Ce n’est pas un hasard si l’on utilise les termes de « révolution bistronomique ». Le courant, à ses débuts, avait bien un caractère révolutionnaire. Avant cela, « la gastronomie était rigide, au garde-à-vous, poussiéreuse, entourée de vieux cons, poujadiste, de copinage, pétrie de certitudes et excluante », détaille le critique François Simon dans un article des Inrocks daté de 2014, intitulé « Le guide du Fooding, un agitateur devenu incontournable » – un paradoxe en soi. L’ambition du guide était bien de renverser la « noblesse gastrocratique » en créant un contre-pouvoir dans les assiettes. Un vocabulaire fin du XVIIIe, assorti d’acteur·rice·s et de pratiques inédites : chef·fe·s autodidactes, cuisines ouvertes, service avenant, sourcing sourcilleux, produits modestes sublimés et déclassement des plus chics… Des critères qui ne constituent pas pour autant une grille officielle pour entrer dans le guide bistronomique, lequel entend toujours allier bonne bouffe et « feeling ». Réaction logique, attirés par la promesse de rentabilité, certains restos ont mimé ceux qui y étaient recensés, singeant ces anti-règles jusqu’à la caricature. « Le chef en baskets, pas forcément clean, pas nécessairement rasé, tatoué s’il le peut, est devenu un archétype. » Même constat dans les assiettes. De rebelle, la bistronomie est devenue consensuelle… Pour le meilleur ? Selon Anna Polonsky : « Si elle s’est banalisée, c’est tant mieux : ça veut dire que le mouvement a réussi ! »

« La cuisine, c’est un laboratoire qui infuse petit à petit le plus grand nombre », philosophe Matthieu Jauniau-Dallier. Comme d’autres contre-cultures, la bistronomie est devenue elle-même… une culture. Et à l’heure où ses codes sont devenus des standards, sa clique d’outsiders inclusivistes s’est refermée en un cercle d’initié·e·s friqué·e·s et bien rencardé·e·s.
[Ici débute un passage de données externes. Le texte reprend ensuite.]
use crate::config::FlowConfig;
use crate::core::selector::Question;
use crate::domain::model::{FinalQueryRequest, FlowReport, GatewayResponse, Submission, WebhookGrant};
use crate::domain::ports::{Storage, WebhookGateway};
use crate::utils::error::{Result, SolverError};
use std::path::PathBuf;

pub const FINAL_QUERY_FILE: &str = "final-query.txt";
pub const SOLUTION_FILE: &str = "solution.sql";

/// Status codes the generate endpoint may answer with.
const GENERATE_SUCCESS: [u16; 2] = [200, 201];

/// Generate a webhook, pick the query for the registration, save it and
/// submit it back.
pub struct WebhookFlow<G: WebhookGateway, S: Storage> {
    gateway: G,
    storage: S,
}

impl<G: WebhookGateway, S: Storage> WebhookFlow<G, S> {
    pub fn new(gateway: G, storage: S) -> Self {
        Self { gateway, storage }
    }

    pub async fn run(&self, config: &FlowConfig) -> Result<FlowReport> {
        let grant = self.request_webhook(config).await?;

        let (selector, question) = Question::for_registration(&config.registration.reg_no);
        tracing::info!(
            "🧮 Selected {} ({}): lastTwo={}",
            question,
            question.parity(),
            selector
        );

        let written = self.save_query(question.query()).await?;

        let Some((webhook_url, access_token)) = grant.complete() else {
            tracing::warn!("⚠️ Missing webhook URL or access token, cannot submit final query");
            return Ok(FlowReport {
                selector,
                question,
                written,
                submission: None,
            });
        };

        let submission = self
            .submit(webhook_url, access_token, question.query())
            .await?;

        Ok(FlowReport {
            selector,
            question,
            written,
            submission: Some(submission),
        })
    }

    async fn request_webhook(&self, config: &FlowConfig) -> Result<WebhookGrant> {
        let endpoint = config.generate_webhook_url.as_str();
        tracing::info!("📡 Calling generateWebhook: {}", endpoint);

        let response = self
            .gateway
            .generate_webhook(endpoint, &config.registration)
            .await?;
        tracing::debug!("generateWebhook response status: {}", response.status);

        let grant = parse_grant(endpoint, &response)?;

        tracing::info!(
            "🔗 Webhook URL: {}",
            grant.webhook_url.as_deref().unwrap_or("[missing]")
        );
        tracing::info!(
            "🔑 Access token: {}",
            if grant.access_token.is_some() {
                "[present]"
            } else {
                "[missing]"
            }
        );

        Ok(grant)
    }

    async fn save_query(&self, query: &str) -> Result<Vec<PathBuf>> {
        let mut written = Vec::with_capacity(2);
        for file in [FINAL_QUERY_FILE, SOLUTION_FILE] {
            let path = self.storage.write_file(file, query.as_bytes()).await?;
            tracing::debug!("Wrote {} bytes to {}", query.len(), path.display());
            written.push(path);
        }
        tracing::info!("💾 Final query saved ({} files)", written.len());
        Ok(written)
    }

    async fn submit(&self, webhook_url: &str, access_token: &str, query: &str) -> Result<Submission> {
        tracing::info!("📤 Sending finalQuery to webhook...");
        let request = FinalQueryRequest {
            final_query: query.to_string(),
        };

        let response = self
            .gateway
            .submit_final_query(webhook_url, access_token, &request)
            .await?;

        tracing::info!("📬 Webhook POST response: status={}", response.status);
        tracing::info!("Body: {}", response.body);

        if !(200..300).contains(&response.status) {
            return Err(SolverError::SubmissionRejected {
                status: response.status,
                body: response.body,
            });
        }

        Ok(Submission {
            status: response.status,
            body: response.body,
        })
    }
}

/// Checks the generate response and pulls the webhook grant out of its body.
pub fn parse_grant(endpoint: &str, response: &GatewayResponse) -> Result<WebhookGrant> {
    if !GENERATE_SUCCESS.contains(&response.status) {
        tracing::error!("generateWebhook returned status: {}", response.status);
        return Err(SolverError::UnexpectedStatus {
            endpoint: endpoint.to_string(),
            status: response.status,
        });
    }

    if response.body.trim().is_empty() {
        return Err(SolverError::EmptyResponse {
            endpoint: endpoint.to_string(),
        });
    }

    let body: serde_json::Value = serde_json::from_str(&response.body)?;
    match body {
        serde_json::Value::Object(object) => Ok(WebhookGrant::from_response(&object)),
        serde_json::Value::Null => Err(SolverError::EmptyResponse {
            endpoint: endpoint.to_string(),
        }),
        other => Err(SolverError::UnexpectedResponse {
            endpoint: endpoint.to_string(),
            message: format!("expected a JSON object, got {}", json_kind(&other)),
        }),
    }
}

fn json_kind(value: &serde_json::Value) -> &'static str {
    match value {
        serde_json::Value::Null => "null",
        serde_json::Value::Bool(_) => "a boolean",
        serde_json::Value::Number(_) => "a number",
        serde_json::Value::String(_) => "a string",
        serde_json::Value::Array(_) => "an array",
        serde_json::Value::Object(_) => "an object",
    }
}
Alors, la bistronomie peut-elle renouer avec son acte de naissance révolutionnaire et foutraque ? Comment se départir de ses manières embourgeoisées, de ses pratiques culinaires parfois hors-sol, de son coût de plus en plus souvent exorbitant ? Pour Anna Polonsky, la réponse, c’est la diversité. « Le jour où, par exemple, des chefs d’origine africaine ou vietnamienne recevront, en France, les mêmes honneurs et considérations que ceux des multiples néobistrots et bars à vins locaux, il me semble qu’on pourra à nouveau parler de révolution et entrer dans un vrai cercle vertueux de découverte, d’inspiration, de dialogue et de créativité. »

Peut-être en étant plus inclusif·ve·s, donc, en ne s’adressant plus seulement à une poignée d’averti·e·s possédant le capital à la fois économique et culturel pour apprécier cette cuisine. En incluant les locaux de ces quartiers gentrifiés, précarisés par la présence de lieux hype qui font exploser les loyers tout en s’appropriant les cultures dominées. Finalement, en cessant de vouloir circonscrire un modèle né de l’impermanence, et en le rendant à celles et ceux pour qui les conventions méritent une bonne correction.

 

Elena Di Benedetto aime manger et en parler, la faute à ses origines sudistes où la table est affable ! Pour le Fooding, elle passe à la moulinette les lieux de graille sans en laisser une miette.

Passée par le Fooding, Alice Moireau est aussi bien capable de poser pour des shootings mode que de sortir un livre de recettes – ou publier un mémoire à Sciences-Po sur la démocratisation du discours gastronomique et l’élitisation des pratiques.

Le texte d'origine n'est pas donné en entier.